Economic growth figures this week have reaffirmed the message that the removal of Covid-19 restrictions is causing a rapid return to economic growth. The US and the UK have recorded strong figures for the first part of the year, while the official estimates for the eurozone show substantially better growth than anticipated. And unlike last summer’s rushed attempt to return to “normality”, the production and distribution of highly effective vaccines provides a more reasonable basis for optimism about the future.
Yet in contrast to the economic wisdom of recent times, governments and monetary authorities show little sign of scaling back on the full-throttle policy support of the last year. The European Central Bank has avoided a repeat of its disastrous post-2008 approach by announcing that it remains committed to its vast €1.85trn programme of quantitative easing (QE) or electronically-created money.
The ECB has even offered its continued backing for “critical and timely” fiscal policies, encouraging national governments to support “firms and households” through government spending. The contrast, again, with the eurozone crisis of the 2010s, during which the ECB helped force through draconian (and entirely counterproductive) spending cuts on the worst-affected economies at least shows some lessons have been learned.
Meanwhile, the US is committed to what the Treasury secretary Janet Yellen, in her previous role as Federal Reserve chair, called a “high-pressure” economy, running both fiscal and monetary policy hot to counter the damaging long-run impacts of a recession. There are no signs of the Federal Reserve curbing its $7.9trn QE programme or even adjusting interest rates (currently 0 per cent to 0.25 per cent). Coupled with Joe Biden’s ambitious $6.7trn spending programmes, of which $1.9trn has already been voted through, the stage is set for a major, long-run shift in how both the US and the eurozone economies operate: higher government spending, looser monetary policy, and more direct intervention by governments to support their domestic industries through trade and investment policy.
This emerging shift in the direction of economic policy is, however, provoking a backlash, however. The latest contributor to the counteroffensive is the former Bank of England governor Mervyn King, who last week claimed in the Financial Times that the “deafening” silence of central banks “over current high growth rates of… money” should be a cause for concern as it will lead to inflation. This is the same Mervyn King who not only started the Bank of England’s QE programme – which in the decade since 2009 has seen £895bn of new money pumped into the economy by the bank – but who also breached the bank’s supposed independence and neutrality to offer his support for the Conservative-Lib Dem government’s disastrous austerity programme.
He is still very insistent today that governments are spending too much, but has seemingly rediscovered the apparent merits of trying to restrain inflation by controlling the money supply. Once upon a time, this view of a simple money supply-to-inflation link was labelled “monetarism”. The theory holds that more money being made available, with the supply of goods and services staying the same, will simply lead to prices being pulled up as those with money try to outbid each other to obtain the same, scarce, supply of goods and services. “Inflation,” argued its greatest proponent, Milton Friedman, “is always and everywhere a monetary phenomenon.”

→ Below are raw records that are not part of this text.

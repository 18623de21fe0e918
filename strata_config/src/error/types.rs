//! Primary error enum for store, view and adapter operations.

use camino::Utf8PathBuf;
use thiserror::Error;

/// Errors that can occur while reading, mutating or composing configuration.
#[derive(Debug, Error)]
#[non_exhaustive]
pub enum ConfigError {
    /// Neither an exact key nor any key below the requested prefix exists.
    #[error("key not found: '{key}'")]
    KeyNotFound {
        /// Dotted key path that was requested.
        key: String,
    },

    /// A value could not be interpreted as a boolean literal.
    #[error("invalid boolean literal for '{key}': '{value}'")]
    InvalidBooleanLiteral {
        /// Key path holding the offending value.
        key: String,
        /// Display form of the rejected value.
        value: String,
    },

    /// A value could not be cast to the requested scalar type.
    #[error("cannot read '{key}' as {expected}: '{value}'")]
    InvalidCast {
        /// Key path holding the offending value.
        key: String,
        /// Name of the requested target type.
        expected: &'static str,
        /// Display form of the rejected value.
        value: String,
    },

    /// A value was not valid Base64.
    #[error("invalid base64 data in '{key}': {source}")]
    InvalidEncoding {
        /// Key path holding the offending value.
        key: String,
        /// Decoder failure.
        #[source]
        source: base64::DecodeError,
    },

    /// A key listing was requested with a depth of zero.
    #[error("key depth must be at least one")]
    InvalidDepth,

    /// A store or view could not be built from the supplied inputs.
    #[error("cannot construct configuration: {message}")]
    Construction {
        /// Human-readable explanation of the failure.
        message: String,
    },

    /// Writing configuration to the filesystem failed.
    #[error("configuration file error in '{path}': {source}")]
    File {
        /// Path that triggered the failure.
        path: Utf8PathBuf,
        /// Underlying I/O error.
        #[source]
        source: std::io::Error,
    },
}
//! Cached `Date` header values.
//!
//! Formatting an IMF-fixdate on every response is wasted work when thousands of
//! responses share the same second. [`DateService`] keeps the formatted value
//! of the current second in an [`ArcSwap`] and re-formats only when a caller
//! observes that the second has changed.

use arc_swap::ArcSwap;
use httpdate::fmt_http_date;
use once_cell::sync::Lazy;
use std::sync::Arc;
use std::time::{SystemTime, UNIX_EPOCH};

static DATE_SERVICE: Lazy<DateService> = Lazy::new(DateService::new);

#[derive(Debug)]
pub struct DateService {
    current: ArcSwap<CachedDate>,
}

#[derive(Debug)]
struct CachedDate {
    second: u64,
    http_date: String,
}

impl CachedDate {
    fn at(now: SystemTime) -> Self {
        Self { second: unix_second(now), http_date: fmt_http_date(now) }
    }
}

impl DateService {
    pub fn new() -> Self {
        Self { current: ArcSwap::from_pointee(CachedDate::at(SystemTime::now())) }
    }

    /// The process-wide instance used by [`ResponseBuilder`](crate::codec::ResponseBuilder).
    pub fn global() -> &'static DateService {
        &DATE_SERVICE
    }

    /// Calls `f` with the formatted date of the current second.
    pub fn with_http_date<F, R>(&self, f: F) -> R
    where
        F: FnOnce(&[u8]) -> R,
    {
        let now = SystemTime::now();
        let current = self.current.load();
        if current.second == unix_second(now) {
            return f(current.http_date.as_bytes());
        }

        let fresh = Arc::new(CachedDate::at(now));
        self.current.store(Arc::clone(&fresh));
        f(fresh.http_date.as_bytes())
    }
}

impl Default for DateService {
    fn default() -> Self {
        Self::new()
    }
}

fn unix_second(time: SystemTime) -> u64 {
    time.duration_since(UNIX_EPOCH).map_or(0, |elapsed| elapsed.as_secs())
}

Thinking such as this this led governments like Margaret Thatcher’s to try to control the supply of money in the economy in the early 1980s. The results were basically terrible: the resulting rise in interest rates pushed up the value of the pound, helping give the manufacturing industry a blow from which it has never recovered. And the money supply itself oscillated wildly, whatever formal targets the government and the Bank of England tried to set, without much relationship to the inflation rate.
This is because the amount of money circulating in a modern economy, with a fully developed banking system, owes more to how much banks are willing to create and to lend, and how much money people want to hold on to, than to how much money the government wants there to be. Inflation was falling when Thatcher entered office, and was rising when she left – the money supply targets having been abandoned some years before. Monetarism has been widely discredited since and attempts to resurrect it are likely to prove similarly fruitless.
This doesn’t mean inflation is, as some more enthusiastic Keynesian economists might want to claim, nothing to think about. But it will not arise from an oversupply of money. Instead, it will be the shift in the real balance of costs, and labour market conditions, that are more likely to push up consumer prices.
After decades of acting as a great deflationary sink for the global economy, helping fuel the decades-long Western consumer boom, China’s production costs have been rising rapidly. Twenty five per cent pay rises were reported in Shenzhen and other manufacturing heartlands ahead of Chinese New Year, with some advertised manufacturing wages rising above typical graduate salaries. The export of these higher prices will most likely feed into rising prices across the globe, while constraints on labour supply everywhere are already leading to rising wages. Bad for inflation hawks and 1980s throwbacks, perhaps – but good for workers across the world.